LES TEMPLIERS, TRAGÉDIE.

ACTE PREMIER.

SCENE I.

 

LE CONNÉTABLE, MARIGNI FILS.

 

MARIGNI.

Le Monarque applaudit à votre heureux succès,

Et lui - même bientôt arrive en ce palais :

Votre avis réglera l'instant de sa présence ;

Hors des murs de Paris le cortège s'avance.

 

LE CONNÉTABLE.

Aucun des chevaliers ne résiste, et je crois

Que tous se soumettront aux volontés du roi.

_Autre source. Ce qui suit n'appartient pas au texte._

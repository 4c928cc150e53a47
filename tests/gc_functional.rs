use tristep::{Collector, GcCell, Ref, RootList, SystemAlloc, Trace, Visitor};

struct Node {
    value: usize,
    next: GcCell<Option<Ref<Node>>>,
}

unsafe impl Trace for Node {
    fn visit(&self, visitor: &Visitor<'_>) {
        self.next.visit(visitor);
    }
}

fn new_node(collector: &Collector<SystemAlloc, RootList>, value: usize) -> Ref<Node> {
    collector.allocate(Node {
        value,
        next: GcCell::new(None),
    })
}

#[test]
fn empty_heap_collect_is_a_no_op() {
    let collector = Collector::new(SystemAlloc, RootList::new());
    collector.collect();
    assert_eq!(collector.live_objects(), 0);
    assert_eq!(collector.bytes_allocated(), 0);
}

#[test]
fn root_preservation_after_collection() {
    let collector = Collector::new(SystemAlloc, RootList::new());
    let keep = new_node(&collector, 1234);
    collector.with_roots(|roots| roots.register(keep.erase()));

    for _ in 0..1000 {
        let _tmp = new_node(&collector, 0);
    }

    collector.collect();
    assert_eq!(keep.value, 1234);
}

#[test]
fn unrooted_objects_are_reclaimed() {
    let collector = Collector::new(SystemAlloc, RootList::new());
    let kept: Vec<_> = (0..10)
        .map(|i| {
            let r = new_node(&collector, i);
            collector.with_roots(|roots| roots.register(r.erase()));
            r
        })
        .collect();
    for _ in 0..500 {
        let _t = new_node(&collector, 999);
    }

    let peak = collector.bytes_allocated();
    collector.collect();
    let after = collector.bytes_allocated();
    assert!(
        after < peak,
        "expected reclaim: after={after}, peak={peak}"
    );
    assert_eq!(collector.live_objects(), kept.len());
    for (i, r) in kept.iter().enumerate() {
        assert_eq!(r.value, i);
    }
}

#[test]
fn tracing_chain_keeps_all_nodes_reachable_from_a_single_root() {
    let collector = Collector::new(SystemAlloc, RootList::new());

    let head = new_node(&collector, 0);
    collector.with_roots(|roots| roots.register(head.erase()));

    let mut prev = head;
    for i in 1..100 {
        let n = new_node(&collector, i);
        prev.next.set(Some(n));
        collector.link(prev, n);
        prev = n;
    }

    collector.collect();

    let mut count = 0;
    let mut cur = Some(head);
    while let Some(node) = cur {
        assert_eq!(node.value, count);
        count += 1;
        cur = node.next.get();
    }
    assert_eq!(count, 100);
}

#[test]
fn unregistering_a_root_eventually_frees_its_subgraph() {
    let collector = Collector::new(SystemAlloc, RootList::new());

    let a = new_node(&collector, 1);
    collector.with_roots(|roots| roots.register(a.erase()));
    let b = new_node(&collector, 2);
    a.next.set(Some(b));
    collector.link(a, b);

    collector.collect();
    assert_eq!(collector.live_objects(), 2);

    collector.with_roots(|roots| roots.unregister(a.erase()));
    collector.collect();
    collector.collect();
    assert_eq!(collector.live_objects(), 0);
}

#[test]
fn write_barrier_keeps_a_child_linked_after_its_parent_is_blackened() {
    let collector = Collector::new(SystemAlloc, RootList::new());

    let a = new_node(&collector, 1);
    collector.with_roots(|roots| roots.register(a.erase()));
    // A second root keeps the gray queue non-empty while we maneuver `a`
    // into the "already scanned" state below, so the cycle doesn't finish
    // out from under us before `b` exists.
    let anchor = new_node(&collector, 999);
    collector.with_roots(|roots| roots.register(anchor.erase()));

    collector.step(); // re-enumerate roots: gray `a` (and `anchor`, once seen)
    collector.step(); // blacken `a`; root enumeration also grays `anchor`

    let b = new_node(&collector, 2);
    // `a` is black, `b` is white: without the barrier below, `a` is never
    // rescanned this cycle and `b` would be swept as unreachable.
    a.next.set(Some(b));
    collector.link(a, b);

    collector.collect();
    assert_eq!(a.next.get().unwrap().value, 2);
}

#[test]
fn large_object_graph_survives_multiple_cycles() {
    let collector = Collector::new(SystemAlloc, RootList::new());
    let roots: Vec<_> = (0..100)
        .map(|i| {
            let r = new_node(&collector, i);
            collector.with_roots(|roots| roots.register(r.erase()));
            r
        })
        .collect();

    for cycle in 0..5 {
        for _ in 0..500 {
            let _t = new_node(&collector, 999);
        }
        collector.collect();
        for (i, r) in roots.iter().enumerate() {
            assert_eq!(r.value, i);
        }
        assert_eq!(collector.live_objects(), roots.len(), "after cycle {cycle}");
    }
}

Dès que la nuit propice a, d'un voile plus sombre,

Caché de nos guerriers et la marche et le nombre,

Nous avons investi ces murs. Le jour naissant

A montré des assauts l'appareil menaçant;

Déjà les chevaliers opposaient leur courage ;

Mais à peine du roi je transmets le message,

Les portes s'ouvrent, j'entre, et surveillés de près,

Ils sont comme captifs dans leur propre palais.

 

MARIGNI.

Je ne le tairai point devant le connétable :

Comment les Templiers et leur chef respectable

Auraient-ils mérité leur destin rigoureux ?

On semble les proscrire ; on vous arme contre eux.

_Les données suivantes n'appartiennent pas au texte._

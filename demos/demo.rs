//! Basic usage of the collector: allocation, rooting, and manual collection.

use tristep::{Collector, RootList, SystemAlloc};

fn main() {
    println!("=== tristep demo ===\n");

    println!("Example 1: Basic Allocation");
    basic_allocation();
    println!();

    println!("Example 2: Manual Collection");
    manual_collection();
    println!();

    println!("Example 3: Memory Pressure and Collection");
    memory_pressure();
}

fn basic_allocation() {
    let collector = Collector::new(SystemAlloc, RootList::new());

    let number = collector.allocate(42);
    let text = collector.allocate("Hello, World!".to_string());
    let vector = collector.allocate(vec![1, 2, 3, 4, 5]);

    println!("  Number: {}", *number);
    println!("  Text: {}", *text);
    println!("  Vector: {:?}", *vector);
    println!("  Live objects: {}", collector.live_objects());
}

fn manual_collection() {
    let collector = Collector::new(SystemAlloc, RootList::new());

    println!("  Allocating 5 objects, rooting only the first...");
    let kept = collector.allocate(1);
    collector.with_roots(|roots| roots.register(kept.erase()));
    let _garbage2 = collector.allocate(2);
    let _garbage3 = collector.allocate(3);
    let _garbage4 = collector.allocate(4);
    let _garbage5 = collector.allocate(5);

    println!(
        "  Before collection: {} objects, {} bytes",
        collector.live_objects(),
        collector.bytes_allocated()
    );

    collector.collect();

    println!(
        "  After collection: {} objects, {} bytes",
        collector.live_objects(),
        collector.bytes_allocated()
    );
    println!("  kept still alive: {}", *kept);
}

fn memory_pressure() {
    let collector = Collector::new(SystemAlloc, RootList::new());

    println!("  Allocating many objects, keeping every hundredth one rooted...");
    let mut live = Vec::new();
    for i in 0..1000 {
        let value = collector.allocate(vec![i; 100]);
        if i % 100 == 0 {
            collector.with_roots(|roots| roots.register(value.erase()));
            live.push(value);
        }
    }

    println!(
        "  Before collection: {} objects, {} bytes",
        collector.live_objects(),
        collector.bytes_allocated()
    );

    collector.collect();

    println!(
        "  After collection: {} objects, {} bytes",
        collector.live_objects(),
        collector.bytes_allocated()
    );
    println!("  Rooted objects kept: {}", live.len());
}
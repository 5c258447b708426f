use std::path::PathBuf;
use thiserror::Error;

/// Errors produced while scanning a document.
#[derive(Debug, Error)]
pub enum ScanError {
    #[error("failed to load image {}: {source}", .path.display())]
    ImageLoad {
        path: PathBuf,
        #[source]
        source: image::ImageError,
    },

    #[error("image is empty ({width}x{height})")]
    EmptyImage { width: u32, height: u32 },

    #[error("no contours found in edge map")]
    NoContours,

    #[error("invalid geometry: {0}")]
    InvalidGeometry(String),

    #[error("degenerate transform: {0}")]
    DegenerateTransform(String),

    #[error("invalid configuration: {0}")]
    Config(String),

    #[error("image processing failed: {0}")]
    Image(#[from] image::ImageError),

    #[error("file I/O error: {0}")]
    Io(#[from] std::io::Error),

    #[error("serialization error: {0}")]
    Serialization(#[from] serde_json::Error),
}

pub type Result<T> = std::result::Result<T, ScanError>;
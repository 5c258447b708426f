use crate::models::Quad;

/// Index of the first smallest key
fn first_min(keys: &[i32; 4]) -> usize {
    (1..4).fold(0, |best, i| if keys[i] < keys[best] { i } else { best })
}

/// Index of the first largest key
fn first_max(keys: &[i32; 4]) -> usize {
    (1..4).fold(0, |best, i| if keys[i] > keys[best] { i } else { best })
}

/// Put four corners into canonical order using coordinate sum/difference extremes.
///
/// With `sum = x + y` and `diff = x - y` the output is
/// `[min diff, min sum, max sum, max diff]`; for an upright document that is
/// bottom-left, top-left, bottom-right, top-right. Ties go to the corner that
/// came first in the input. Only meaningful for near axis-aligned documents.
pub fn reorder(quad: &Quad) -> Quad {
    let pts = quad.points();
    let sums = pts.map(|p| p.x + p.y);
    let diffs = pts.map(|p| p.x - p.y);

    Quad::new([
        pts[first_min(&diffs)],
        pts[first_min(&sums)],
        pts[first_max(&sums)],
        pts[first_max(&diffs)],
    ])
}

Quoi ! sans les accuser, Philippe les opprime !

Je vois un châtiment, et j'ignore le crime.

 

LE CONNÉTABLE.

Ces braves chevaliers qui, s'égalant aux rois,

Remplissaient l'Orient du bruit de leurs exploits,

Qui, dans chaque royaume et surtout dans la France,

Puissants de leur crédit et de leur opulence,

Obtenaient les respects du peuple et de la cour,

Pour renverser leur gloire, il a suffi d'un jour !

Déjà l'inquisiteur a marqué ses victimes ;

On parle vaguement de complots et de crimes :

 

Que je les plains! Suspects pour être trop puissants,

Comment aux yeux du roi seraient-ils innocents ?

Facile à s'alarmer, quelquefois il pardonne

Les complots qu'il connaît, jamais ceux qu'il soupçonne :

Pour nous, guerriers soumis et fidèles sujets,

Ne nous permettons pas de juger ses projets.

Marigni nous devons notre exemple à la France ;

Notre premier devoir est dans l'obéissance.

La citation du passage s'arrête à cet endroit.